Kepolisian telah memulai penyelidikan untuk memahami penyebab kematian yang dialami salah satu pasien akibat kebakaran yang melanda Gedung Pusat Pelayanan Jantung Terpadu (PPJT) RSUD dr Soetomo di Surabaya. Peristiwa tragis ini terjadi pada Jumat pagi (15/5) dan diduga berdampak pada kesehatan pasien yang sedang dalam perawatan intensif di lantai tersebut.
Kapolsek Gubeng, Kompol Eko Sudarmanto, mengungkapkan bahwa kebakaran tersebut kemungkinan besar berhubungan dengan kondisi pasien di lantai 4 dan 5 gedung rumah sakit. Ia menegaskan, adanya kejadian seperti ini tentu memiliki efek yang signifikan terhadap para pasien.
Menurut laporan awal, sekitar 30 pasien terpaksa dievakuasi dari gedung tersebut. Dari jumlah tersebut, satu pasien dinyatakan meninggal dunia, sedangkan pasien lainnya dalam kondisi kritis dan masih mendapatkan perawatan lebih lanjut di rumah sakit.
Penyebab dan Dampak Kebakaran di RSUD dr Soetomo
“Kebakaran ini tentu membawa dampak yang besar. Kami perlu menyelidiki secara mendalam untuk mengetahui apa yang sebenarnya terjadi dan penyebab kebakaran ini,” kata Eko saat ditemui di lokasi kejadian. Polisi juga akan melakukan pemeriksaan yang lebih menyeluruh setelah situasi dianggap aman oleh pihak pemadam kebakaran.
Berdasarkan informasi yang diterima, hingga saat ini, evakuasi pasien telah dilakukan dengan aman. Tim kepolisian kini fokus pada penyelidikan lebih lanjut, termasuk memeriksa rekaman CCTV di lokasi kejadian untuk mendapatkan gambaran jelas mengenai kebakaran tersebut.
Saat ditanya tentang langkah ke depan, Eko mengatakan bahwa pihak kepolisian akan berkolaborasi dengan tim Inafis dan Laboratorium Forensik untuk melakukan analisis lebih mendalam. Ini guna memastikan bahwa semua aspek kejadian dapat diketahui dan ditangani dengan tepat.
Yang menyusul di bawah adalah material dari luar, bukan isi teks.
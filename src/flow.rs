use base64::engine::general_purpose::STANDARD;
use serde::{Deserialize, Serialize};

/// One observed HTTP exchange, as written by the capture side.
///
/// The serialized shape is one JSON object per line with `request` and `response` keys. Body
/// content travels base64-encoded and is decoded to raw bytes here. Any other flow state the
/// capture engine emits next to these keys is ignored on read.
#[derive(Debug, Clone, PartialEq, Serialize, Deserialize)]
pub struct FlowRecord {
    pub request: FlowRequest,
    pub response: FlowResponse,
}

#[derive(Debug, Clone, PartialEq, Serialize, Deserialize)]
pub struct FlowRequest {
    pub method: String,
    pub scheme: String,
    pub host: String,
    pub port: u16,
    pub path: String,
    #[serde(default)]
    pub headers: Vec<(String, String)>,
    #[serde(default, with = "base64_content")]
    pub content: Vec<u8>,
    pub timestamp_start: f64,
}

#[derive(Debug, Clone, PartialEq, Serialize, Deserialize)]
pub struct FlowResponse {
    pub status_code: u16,
    #[serde(default)]
    pub reason: String,
    #[serde(default)]
    pub headers: Vec<(String, String)>,
    #[serde(default, with = "base64_content")]
    pub content: Vec<u8>,
}

#[derive(Debug)]
pub enum DecodeError {
    Utf8(std::str::Utf8Error),
    Json(serde_json::Error),
}

impl DecodeError {
    pub fn kind(&self) -> &'static str {
        match self {
            Self::Utf8(_) => "invalid_utf8",
            Self::Json(_) => "invalid_json",
        }
    }
}

impl std::fmt::Display for DecodeError {
    fn fmt(&self, f: &mut std::fmt::Formatter<'_>) -> std::fmt::Result {
        match self {
            Self::Utf8(_) => write!(f, "capture line is not valid UTF-8"),
            Self::Json(_) => write!(f, "capture line is not a valid flow object"),
        }
    }
}

impl std::error::Error for DecodeError {
    fn source(&self) -> Option<&(dyn std::error::Error + 'static)> {
        match self {
            Self::Utf8(source) => Some(source),
            Self::Json(source) => Some(source),
        }
    }
}

impl FlowRecord {
    /// Serializes the record as a single capture line, without the trailing newline.
    pub fn to_line(&self) -> serde_json::Result<String> {
        serde_json::to_string(self)
    }
}

/// Decodes one raw capture line. Trailing whitespace (including the newline) is ignored.
pub fn decode_line(line: &[u8]) -> Result<FlowRecord, DecodeError> {
    let text = std::str::from_utf8(line.trim_ascii_end()).map_err(DecodeError::Utf8)?;
    serde_json::from_str(text).map_err(DecodeError::Json)
}

/// Renders header pairs as `name: value` lines, each terminated by `\n`.
pub fn header_block(headers: &[(String, String)]) -> String {
    let mut block = String::new();
    for (name, value) in headers {
        block.push_str(name);
        block.push_str(": ");
        block.push_str(value);
        block.push('\n');
    }
    block
}

mod base64_content {
    use super::STANDARD;
    use base64::Engine as _;
    use serde::{Deserialize, Deserializer, Serializer, de::Error as _};

    pub fn serialize<S: Serializer>(content: &[u8], serializer: S) -> Result<S::Ok, S::Error> {
        serializer.serialize_str(&STANDARD.encode(content))
    }

    pub fn deserialize<'de, D: Deserializer<'de>>(deserializer: D) -> Result<Vec<u8>, D::Error> {
        let Some(encoded) = Option::<String>::deserialize(deserializer)? else {
            return Ok(Vec::new());
        };
        STANDARD
            .decode(encoded.as_bytes())
            .map_err(|err| D::Error::custom(format!("invalid base64 content: {err}")))
    }
}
Reaksi Manajemen Rumah Sakit terhadap Insiden Kebakaran
Dalam menyikapi insiden ini, manajemen RSUD dr Soetomo menyatakan kesiapan untuk bekerja sama dengan pihak kepolisian. Wakil Direktur Pelayanan Medik dan Keperawatan, Prof. dr Ahmad Suryawan, menegaskan bahwa rumah sakit akan mendukung penuh segala proses penyelidikan yang dilakukan untuk mengungkap fakta-fakta di lapangan.
“Kami sangat kooperatif. Kini, kami masih menunggu instruksi dari pihak berwenang sebelum dapat kembali ke lokasi kejadian,” ujarnya. Suryawan menegaskan bahwa semua data yang diperlukan untuk penyelidikan akan dipenuhi oleh rumah sakit.
Selain itu, manajemen rumah sakit juga memastikan bahwa seluruh pasien yang terlibat dalam insiden tersebut mendapatkan perawatan dan perhatian yang diperlukan hingga mereka dalam kondisi stabil.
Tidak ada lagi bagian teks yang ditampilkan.